Anyhow Sick-o the movie already points out how screwed the system is.

notice how... (0)

Anonymous Coward | more than 7 years ago | (#20147863)

it doesn't get any cheaper for the healthy people. it's just a quick cash grab to get some extra $$$ from the fatties

This is crap (5, Interesting)

palladiate (1018086) | more than 7 years ago | (#20147911)

They can go screw.

I have a BMI over 30. I used to play baseball. Heartrate? 63. BP? 122/63. Glucose, white cell count, red cell count? Normal. My doctors say I'm perfectly healthy, except for the rare form of cancer.

I truly fear the future where we treat insurance as a personal thing. We invented insurance as a way to spread risk. If we charge you directly for your risk, we are creating no economic benefit. It just means that in the future, I'll have to bear the entire cost of my cancer treatments.

And the healthy? You'll get the privilege to pay a private company to absorb zero risk.

Who pissed in their Wheaties? (0)

Anonymous Coward | more than 7 years ago | (#20147919)

From the article:

BMI, a ratio of height to weight that measures body fat

BMI does not measure body fat. BMI correlates with body fat percentage but there is large variation. In particular, based on BMI, muscular people are going to be judged to be "overweight" or even "obese".

I never did the body building / weightlifting thing but back when I was at top fitness for cross-country ski racing my BMI would still have categorized me as "overweight".

If Clarion Health wanted to be fair and charge people more who are likely to have higher health care costs then the number one factor they should be using is age.

On the other hand, if their goal is to modify their employees behavior then positive incentives would create a much nicer atmosphere. In fact, stress can do major damage to a person's health so if they really want people to be healthy they should be looking at ways to reduce employee stress (and paycheck deductions is not one of them).

The way I see it, there are two fundamental problems with health care in the USA. First, medical school admissions are artificially limited creating an artificial scarcity (monopoly) on medical doctors. Second, the artificial monopolies that are granted to pharmaceutical companies (in the form of patents) allow top management to divert exorbitant amounts of profits to themselves (and also engage in other inefficient management practices).

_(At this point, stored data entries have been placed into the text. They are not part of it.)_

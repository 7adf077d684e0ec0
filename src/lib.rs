//! Speak gateway: the authorization-gated request dispatcher served over HTTP.
//!
//! Exposes modules for integration testing

pub mod cli;
pub mod config;
pub mod gateway;
pub mod handlers;

pub use config::{load_config, GatewayConfig, LoadedConfig};
pub use gateway::Gateway;
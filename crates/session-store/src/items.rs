use std::collections::HashSet;

use async_trait::async_trait;
use dashmap::DashMap;
use speak_core_types::{AccessRight, Caller, ItemRef};
use speak_request_gate::ItemPermissions;
use tracing::debug;

use crate::config::{ItemGrant, SessionError};

#[derive(Clone, Debug)]
struct Grant {
    principal: String,
    rights: HashSet<AccessRight>,
}

impl Grant {
    fn applies_to(&self, caller: &Caller) -> bool {
        self.principal.eq_ignore_ascii_case(&caller.name) || caller.is_in_role(&self.principal)
    }

    fn allows(&self, right: AccessRight) -> bool {
        self.rights.contains(&right) || self.rights.contains(&AccessRight::Admin)
    }
}

/// Access rights per item, keyed by item id or content path.
///
/// Keys compare case-insensitively. Administrators hold every right, and a
/// granted `item:admin` right implies all the others.
#[derive(Default)]
pub struct ItemAccessTable {
    grants: DashMap<String, Vec<Grant>>,
}

impl ItemAccessTable {
    pub fn new() -> Self {
        Self::default()
    }

    pub fn from_grants(grants: &[ItemGrant]) -> Result<Self, SessionError> {
        let table = Self::new();
        for grant in grants {
            let rights = grant
                .rights
                .iter()
                .map(|raw| AccessRight::parse(raw))
                .collect::<Result<HashSet<_>, _>>()
                .map_err(|err| SessionError::InvalidGrant {
                    item: grant.item.clone(),
                    reason: err.to_string(),
                })?;
            if grant.to.is_empty() {
                return Err(SessionError::InvalidGrant {
                    item: grant.item.clone(),
                    reason: "no accounts or roles listed".into(),
                });
            }
            for principal in &grant.to {
                for right in &rights {
                    table.grant(&grant.item, principal, *right);
                }
            }
        }
        Ok(table)
    }

    pub fn grant(&self, item: &str, principal: &str, right: AccessRight) {
        let mut grants = self.grants.entry(item_key(item)).or_default();
        match grants
            .iter_mut()
            .find(|grant| grant.principal.eq_ignore_ascii_case(principal))
        {
            Some(existing) => {
                existing.rights.insert(right);
            }
            None => grants.push(Grant {
                principal: principal.to_string(),
                rights: HashSet::from([right]),
            }),
        }
    }

    pub fn revoke_all(&self, item: &str) -> bool {
        self.grants.remove(&item_key(item)).is_some()
    }

    pub fn check(&self, caller: &Caller, item: &ItemRef, right: AccessRight) -> bool {
        if caller.is_administrator {
            return true;
        }
        [item.id.as_str(), item.path.as_str()]
            .into_iter()
            .filter(|key| !key.trim().is_empty())
            .any(|key| {
                self.grants
                    .get(&item_key(key))
                    .map(|grants| {
                        grants
                            .iter()
                            .any(|grant| grant.applies_to(caller) && grant.allows(right))
                    })
                    .unwrap_or(false)
            })
    }
}

#[async_trait]
impl ItemPermissions for ItemAccessTable {
    async fn has_access(&self, caller: &Caller, item: &ItemRef, right: AccessRight) -> bool {
        let allowed = self.check(caller, item, right);
        debug!(user = %caller, item = %item, right = %right, allowed, "item access evaluated");
        allowed
    }
}

fn item_key(raw: &str) -> String {
    raw.trim().to_ascii_lowercase()
}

What it comes down to is that some administrator somewhere at Clarion Health has a lot of anger issues and decided to lash out without any understanding of the fundamental problems facing US health care.

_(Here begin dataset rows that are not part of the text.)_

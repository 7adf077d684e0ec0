use std::time::Duration;

use http::{header, HeaderMap, HeaderValue};
use speak_core_types::{AccessRight, Caller, InboundRequest, ItemRef, ANONYMOUS_USER};
use speak_request_gate::{CallerResolver, ItemPermissions, TicketValidator};
use speak_session_store::{
    load_seeds_from_reader, parse_seeds_str, InMemoryTicketStore, ItemAccessTable, ItemGrant, SessionError, TicketSeed,
    TICKET_HEADER,
};

fn with_cookie(value: &str) -> InboundRequest {
    let mut headers = HeaderMap::new();
    headers.insert(header::COOKIE, HeaderValue::from_str(value).unwrap());
    InboundRequest::new("GET", "/x", headers, Vec::new())
}

fn with_header(ticket: &str) -> InboundRequest {
    let mut headers = HeaderMap::new();
    headers.insert(TICKET_HEADER, HeaderValue::from_str(ticket).unwrap());
    InboundRequest::new("GET", "/x", headers, Vec::new())
}

fn seed(id: &str, user: &str, ttl: Option<&str>) -> TicketSeed {
    TicketSeed {
        id: id.into(),
        user: user.into(),
        roles: vec!["sitecore\\Author".into()],
        administrator: false,
        ttl: ttl.map(str::to_string),
    }
}

#[tokio::test]
async fn seeded_ticket_identifies_caller() {
    let store = InMemoryTicketStore::from_seeds(&[seed("t-1", "sitecore\\jane", Some("8h"))]).unwrap();
    let request = with_cookie("lang=en; sitecore_userticket=t-1");

    assert!(store.is_current_ticket_valid(&request).await);
    let caller = store.current_user(&request).await;
    assert_eq!(caller.name, "sitecore\\jane");
    assert!(caller.is_in_role("sitecore\\author"));
}

#[tokio::test]
async fn header_is_used_without_cookie() {
    let store = InMemoryTicketStore::new();
    let id = store.issue(Caller::new("sitecore\\admin").administrator(), None);
    let request = with_header(&id);
    assert!(store.is_current_ticket_valid(&request).await);
    assert!(store.current_user(&request).await.is_administrator);
}

#[tokio::test]
async fn unknown_or_missing_ticket_is_anonymous() {
    let store = InMemoryTicketStore::new();
    let missing = InboundRequest::get("/x");
    assert!(!store.is_current_ticket_valid(&missing).await);
    assert_eq!(store.current_user(&missing).await.name, ANONYMOUS_USER);

    let unknown = with_cookie("sitecore_userticket=nope");
    assert!(!store.is_current_ticket_valid(&unknown).await);
}

#[tokio::test]
async fn expired_tickets_are_rejected_and_dropped() {
    let store = InMemoryTicketStore::new();
    store.insert("old", Caller::new("sitecore\\jane"), Some(Duration::ZERO));
    store.insert("live", Caller::new("sitecore\\bob"), None);

    assert!(!store.is_current_ticket_valid(&with_cookie("sitecore_userticket=old")).await);
    assert_eq!(store.len(), 1);
    assert_eq!(store.purge_expired(), 0);
    assert!(store.revoke("live"));
    assert!(store.is_empty());
}

#[test]
fn bad_ttl_rejects_whole_seed_list() {
    let store = InMemoryTicketStore::new();
    let result = store.seed(&[seed("a", "u", Some("1h")), seed("b", "v", Some("whenever"))]);
    assert!(matches!(result, Err(SessionError::InvalidTtl(ttl)) if ttl == "whenever"));
    assert!(store.is_empty());
}

#[test]
fn seeds_parse_from_yaml() {
    let seeds: Vec<TicketSeed> = parse_seeds_str(
        r#"
- id: t-1
  user: sitecore\admin
  administrator: true
- id: t-2
  user: sitecore\jane
  roles: [sitecore\Author]
  ttl: 30m
"#,
    )
    .unwrap();
    assert_eq!(seeds.len(), 2);
    assert!(seeds[0].administrator);
    assert_eq!(seeds[1].ttl.as_deref(), Some("30m"));
}

#[test]
fn grants_load_from_reader() {
    let raw = r#"[{"item": "/sitecore/content/Home", "rights": ["read"], "to": ["sitecore\\Editors"]}]"#;
    let grants: Vec<ItemGrant> = load_seeds_from_reader(std::io::Cursor::new(raw)).unwrap();
    assert_eq!(grants.len(), 1);
    assert_eq!(grants[0].to, vec!["sitecore\\Editors".to_string()]);

    let garbage = load_seeds_from_reader::<Vec<ItemGrant>, _>(std::io::Cursor::new("{ nope"));
    assert!(matches!(garbage, Err(SessionError::Deserialize(_))));
}

fn home() -> ItemRef {
    ItemRef::new("/sitecore/content/Home", "{110D559F-DEA5-42EA-9C1C-8A5DF7E70EF9}")
}

#[tokio::test]
async fn grants_by_id_path_and_role() {
    let table = ItemAccessTable::from_grants(&[
        ItemGrant {
            item: "{110d559f-dea5-42ea-9c1c-8a5df7e70ef9}".into(),
            rights: vec!["item:write".into()],
            to: vec!["sitecore\\jane".into()],
        },
        ItemGrant {
            item: "/sitecore/content/Home".into(),
            rights: vec!["read".into(), "delete".into()],
            to: vec!["sitecore\\Editors".into()],
        },
    ])
    .unwrap();

    let jane = Caller::new("sitecore\\jane");
    let editor = Caller::new("sitecore\\bob").with_roles(["sitecore\\editors"]);
    let visitor = Caller::new("sitecore\\eve");

    assert!(table.has_access(&jane, &home(), AccessRight::Write).await);
    assert!(!table.has_access(&jane, &home(), AccessRight::Delete).await);
    assert!(table.has_access(&editor, &home(), AccessRight::Delete).await);
    assert!(!table.has_access(&visitor, &home(), AccessRight::Read).await);
    assert!(table.has_access(&Caller::new("sitecore\\admin").administrator(), &home(), AccessRight::Admin).await);
}

#[test]
fn admin_right_implies_others() {
    let table = ItemAccessTable::new();
    table.grant("/sitecore/content/Home", "sitecore\\owner", AccessRight::Admin);
    assert!(table.check(&Caller::new("sitecore\\Owner"), &home(), AccessRight::Rename));
    assert!(table.revoke_all("/SITECORE/content/home"));
    assert!(!table.check(&Caller::new("sitecore\\owner"), &home(), AccessRight::Rename));
}

#[test]
fn invalid_grants_are_reported() {
    let unknown_right = ItemAccessTable::from_grants(&[ItemGrant {
        item: "/x".into(),
        rights: vec!["item:fly".into()],
        to: vec!["sitecore\\jane".into()],
    }]);
    assert!(matches!(unknown_right, Err(SessionError::InvalidGrant { .. })));

    let nobody = ItemAccessTable::from_grants(&[ItemGrant {
        item: "/x".into(),
        rights: vec!["read".into()],
        to: Vec::new(),
    }]);
    assert!(matches!(nobody, Err(SessionError::InvalidGrant { .. })));
}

BMI of 45 coming at you (0)

Anonymous Coward | more than 7 years ago | (#20147933)

6ft 235 lbs.

Of course I can bench 400lbs. So, if you say I am fat I can [Arnold accent] crush your puny head like a grape. [/Aronld accent]

Women of course... (4, Insightful)

Bartab (233395) | more than 7 years ago | (#20147947)

Women have higher health costs, what with their frequent specialized doctors care, occasional pregnancies, and longer life span. They should be billed at a higher rate as well.